Task item: Return the lines below that contain "Transport".

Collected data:
=-=-=-=-=

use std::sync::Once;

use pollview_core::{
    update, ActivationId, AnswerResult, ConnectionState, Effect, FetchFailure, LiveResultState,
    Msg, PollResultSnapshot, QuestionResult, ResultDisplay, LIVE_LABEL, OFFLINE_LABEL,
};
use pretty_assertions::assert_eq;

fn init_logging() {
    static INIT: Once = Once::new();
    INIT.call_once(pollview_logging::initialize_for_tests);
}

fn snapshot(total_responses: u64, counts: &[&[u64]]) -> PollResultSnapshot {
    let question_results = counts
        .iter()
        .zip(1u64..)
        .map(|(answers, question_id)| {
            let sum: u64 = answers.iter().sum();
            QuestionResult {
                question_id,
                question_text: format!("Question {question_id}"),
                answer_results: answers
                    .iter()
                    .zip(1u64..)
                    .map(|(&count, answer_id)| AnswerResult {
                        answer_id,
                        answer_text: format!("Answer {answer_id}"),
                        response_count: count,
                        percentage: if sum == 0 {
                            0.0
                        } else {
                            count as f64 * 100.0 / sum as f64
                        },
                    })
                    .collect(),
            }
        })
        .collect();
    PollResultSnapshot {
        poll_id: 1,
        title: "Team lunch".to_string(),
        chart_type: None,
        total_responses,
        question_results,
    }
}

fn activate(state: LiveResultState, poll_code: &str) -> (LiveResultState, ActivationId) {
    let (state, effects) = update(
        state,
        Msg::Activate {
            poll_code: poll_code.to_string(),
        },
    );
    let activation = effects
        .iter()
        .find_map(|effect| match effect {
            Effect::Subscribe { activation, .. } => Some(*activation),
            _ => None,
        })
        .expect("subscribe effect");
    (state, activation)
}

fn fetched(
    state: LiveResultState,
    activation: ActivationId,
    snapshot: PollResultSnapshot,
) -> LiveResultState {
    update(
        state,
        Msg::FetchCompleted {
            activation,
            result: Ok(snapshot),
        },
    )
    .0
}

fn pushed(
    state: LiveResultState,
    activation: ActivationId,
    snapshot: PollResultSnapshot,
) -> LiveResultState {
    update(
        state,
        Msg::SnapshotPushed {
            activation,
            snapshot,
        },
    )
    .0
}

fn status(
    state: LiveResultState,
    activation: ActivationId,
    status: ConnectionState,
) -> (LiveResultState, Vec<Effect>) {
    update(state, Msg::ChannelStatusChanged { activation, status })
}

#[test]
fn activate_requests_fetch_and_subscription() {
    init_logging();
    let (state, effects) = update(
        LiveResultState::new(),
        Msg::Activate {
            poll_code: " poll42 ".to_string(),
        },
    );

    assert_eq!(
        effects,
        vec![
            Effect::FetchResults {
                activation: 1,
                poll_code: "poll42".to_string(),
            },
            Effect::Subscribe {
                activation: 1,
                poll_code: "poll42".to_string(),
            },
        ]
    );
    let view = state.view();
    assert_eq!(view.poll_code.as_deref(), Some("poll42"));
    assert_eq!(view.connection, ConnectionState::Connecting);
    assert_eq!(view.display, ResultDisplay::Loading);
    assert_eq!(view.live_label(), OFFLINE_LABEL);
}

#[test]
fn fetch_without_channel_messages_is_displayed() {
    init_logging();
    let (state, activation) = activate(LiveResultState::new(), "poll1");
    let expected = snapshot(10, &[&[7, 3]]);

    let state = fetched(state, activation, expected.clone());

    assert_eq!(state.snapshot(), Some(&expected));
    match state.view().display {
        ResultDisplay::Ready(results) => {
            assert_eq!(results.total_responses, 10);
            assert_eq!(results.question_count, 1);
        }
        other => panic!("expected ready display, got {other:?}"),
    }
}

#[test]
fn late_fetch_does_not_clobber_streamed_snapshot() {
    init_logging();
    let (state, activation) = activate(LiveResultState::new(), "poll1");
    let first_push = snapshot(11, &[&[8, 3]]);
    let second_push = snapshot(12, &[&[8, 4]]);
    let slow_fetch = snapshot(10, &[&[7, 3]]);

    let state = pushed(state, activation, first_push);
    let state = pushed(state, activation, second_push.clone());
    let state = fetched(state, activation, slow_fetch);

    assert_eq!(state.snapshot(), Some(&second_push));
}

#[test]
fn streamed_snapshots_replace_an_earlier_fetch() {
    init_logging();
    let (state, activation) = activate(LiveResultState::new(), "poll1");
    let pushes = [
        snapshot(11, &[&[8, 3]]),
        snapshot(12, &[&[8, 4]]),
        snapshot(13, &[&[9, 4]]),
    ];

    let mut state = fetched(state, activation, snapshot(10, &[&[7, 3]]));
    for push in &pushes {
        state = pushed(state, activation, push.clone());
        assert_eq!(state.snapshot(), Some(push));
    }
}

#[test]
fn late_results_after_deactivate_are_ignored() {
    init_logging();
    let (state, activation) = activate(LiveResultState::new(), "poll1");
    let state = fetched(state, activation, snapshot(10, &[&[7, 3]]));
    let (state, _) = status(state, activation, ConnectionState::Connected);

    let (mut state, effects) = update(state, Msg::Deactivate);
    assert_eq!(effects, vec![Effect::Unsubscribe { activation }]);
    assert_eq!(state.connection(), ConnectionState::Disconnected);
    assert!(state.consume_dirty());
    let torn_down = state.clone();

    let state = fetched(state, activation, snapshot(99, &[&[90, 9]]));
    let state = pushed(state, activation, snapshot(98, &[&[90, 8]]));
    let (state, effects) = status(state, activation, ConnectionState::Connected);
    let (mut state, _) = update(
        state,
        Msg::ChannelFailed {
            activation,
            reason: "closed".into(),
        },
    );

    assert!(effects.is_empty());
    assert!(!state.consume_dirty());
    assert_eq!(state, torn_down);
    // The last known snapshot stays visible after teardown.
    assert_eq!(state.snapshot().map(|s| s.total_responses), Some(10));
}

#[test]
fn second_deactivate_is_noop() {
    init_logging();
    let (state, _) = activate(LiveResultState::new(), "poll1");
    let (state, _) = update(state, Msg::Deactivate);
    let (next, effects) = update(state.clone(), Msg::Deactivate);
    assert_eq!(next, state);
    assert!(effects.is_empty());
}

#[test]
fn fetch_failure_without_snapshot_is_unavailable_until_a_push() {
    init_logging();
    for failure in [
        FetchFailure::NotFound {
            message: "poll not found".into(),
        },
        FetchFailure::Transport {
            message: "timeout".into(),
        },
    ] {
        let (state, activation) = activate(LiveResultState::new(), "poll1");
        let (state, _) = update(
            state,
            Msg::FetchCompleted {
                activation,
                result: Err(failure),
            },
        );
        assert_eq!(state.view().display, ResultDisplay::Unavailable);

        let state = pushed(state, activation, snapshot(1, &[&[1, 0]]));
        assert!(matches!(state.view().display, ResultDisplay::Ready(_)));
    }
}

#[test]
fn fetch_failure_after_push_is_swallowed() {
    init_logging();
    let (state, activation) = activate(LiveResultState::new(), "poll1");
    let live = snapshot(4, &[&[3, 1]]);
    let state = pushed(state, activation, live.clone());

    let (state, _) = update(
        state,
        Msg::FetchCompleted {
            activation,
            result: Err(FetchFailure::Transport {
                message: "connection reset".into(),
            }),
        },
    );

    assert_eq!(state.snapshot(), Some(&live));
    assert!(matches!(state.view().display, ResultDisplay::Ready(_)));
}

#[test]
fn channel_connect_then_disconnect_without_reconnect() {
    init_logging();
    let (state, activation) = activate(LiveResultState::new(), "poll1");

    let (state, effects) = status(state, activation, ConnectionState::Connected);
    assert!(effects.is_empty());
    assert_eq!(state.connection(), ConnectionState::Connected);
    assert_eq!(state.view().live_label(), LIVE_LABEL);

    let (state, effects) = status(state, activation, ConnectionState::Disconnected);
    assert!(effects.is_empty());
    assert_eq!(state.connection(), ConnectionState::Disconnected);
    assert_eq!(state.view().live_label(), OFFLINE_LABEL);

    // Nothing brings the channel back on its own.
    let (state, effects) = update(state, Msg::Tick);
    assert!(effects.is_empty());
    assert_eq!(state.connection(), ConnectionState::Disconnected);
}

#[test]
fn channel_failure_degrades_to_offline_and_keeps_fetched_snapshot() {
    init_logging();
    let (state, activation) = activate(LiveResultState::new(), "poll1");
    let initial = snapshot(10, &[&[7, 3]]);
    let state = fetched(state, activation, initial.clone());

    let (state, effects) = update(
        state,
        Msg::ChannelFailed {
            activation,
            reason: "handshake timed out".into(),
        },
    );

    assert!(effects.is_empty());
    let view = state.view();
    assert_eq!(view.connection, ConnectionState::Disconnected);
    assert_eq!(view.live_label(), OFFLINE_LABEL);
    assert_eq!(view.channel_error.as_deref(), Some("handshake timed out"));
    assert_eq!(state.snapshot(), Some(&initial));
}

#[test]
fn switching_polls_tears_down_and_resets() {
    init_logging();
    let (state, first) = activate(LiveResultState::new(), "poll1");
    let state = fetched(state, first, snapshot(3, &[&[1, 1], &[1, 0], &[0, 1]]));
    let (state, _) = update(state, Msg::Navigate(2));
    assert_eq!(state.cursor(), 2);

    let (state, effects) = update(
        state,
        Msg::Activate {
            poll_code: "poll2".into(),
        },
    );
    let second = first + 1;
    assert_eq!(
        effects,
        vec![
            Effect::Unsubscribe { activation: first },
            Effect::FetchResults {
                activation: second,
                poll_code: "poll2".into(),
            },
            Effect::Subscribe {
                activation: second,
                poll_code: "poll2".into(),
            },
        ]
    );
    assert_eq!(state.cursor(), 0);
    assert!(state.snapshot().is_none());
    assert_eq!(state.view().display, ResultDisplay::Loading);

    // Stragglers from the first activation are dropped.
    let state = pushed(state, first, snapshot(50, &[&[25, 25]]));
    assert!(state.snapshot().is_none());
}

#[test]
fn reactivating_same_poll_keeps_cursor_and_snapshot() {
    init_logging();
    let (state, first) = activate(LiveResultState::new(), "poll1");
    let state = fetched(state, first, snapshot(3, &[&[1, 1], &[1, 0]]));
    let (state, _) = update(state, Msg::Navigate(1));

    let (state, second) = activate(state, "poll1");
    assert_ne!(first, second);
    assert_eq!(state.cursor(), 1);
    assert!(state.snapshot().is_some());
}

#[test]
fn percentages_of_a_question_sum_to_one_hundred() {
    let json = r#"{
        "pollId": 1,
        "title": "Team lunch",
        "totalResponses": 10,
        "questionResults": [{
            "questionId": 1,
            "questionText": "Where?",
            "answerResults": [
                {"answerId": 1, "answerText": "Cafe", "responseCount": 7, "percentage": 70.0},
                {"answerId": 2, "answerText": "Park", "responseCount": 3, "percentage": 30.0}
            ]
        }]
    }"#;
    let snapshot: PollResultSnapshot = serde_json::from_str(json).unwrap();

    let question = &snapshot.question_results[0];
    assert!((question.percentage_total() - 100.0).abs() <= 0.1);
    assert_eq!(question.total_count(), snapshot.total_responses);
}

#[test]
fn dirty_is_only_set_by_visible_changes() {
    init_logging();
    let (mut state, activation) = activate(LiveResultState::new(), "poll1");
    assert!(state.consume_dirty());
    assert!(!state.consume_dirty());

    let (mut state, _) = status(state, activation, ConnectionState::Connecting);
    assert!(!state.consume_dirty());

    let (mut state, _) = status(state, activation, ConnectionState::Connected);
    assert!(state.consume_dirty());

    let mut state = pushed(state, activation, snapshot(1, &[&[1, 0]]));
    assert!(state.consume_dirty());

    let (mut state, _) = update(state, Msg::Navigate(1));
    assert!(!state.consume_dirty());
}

=-=-=-=-=

Written reply:
        FetchFailure::Transport {
            result: Err(FetchFailure::Transport {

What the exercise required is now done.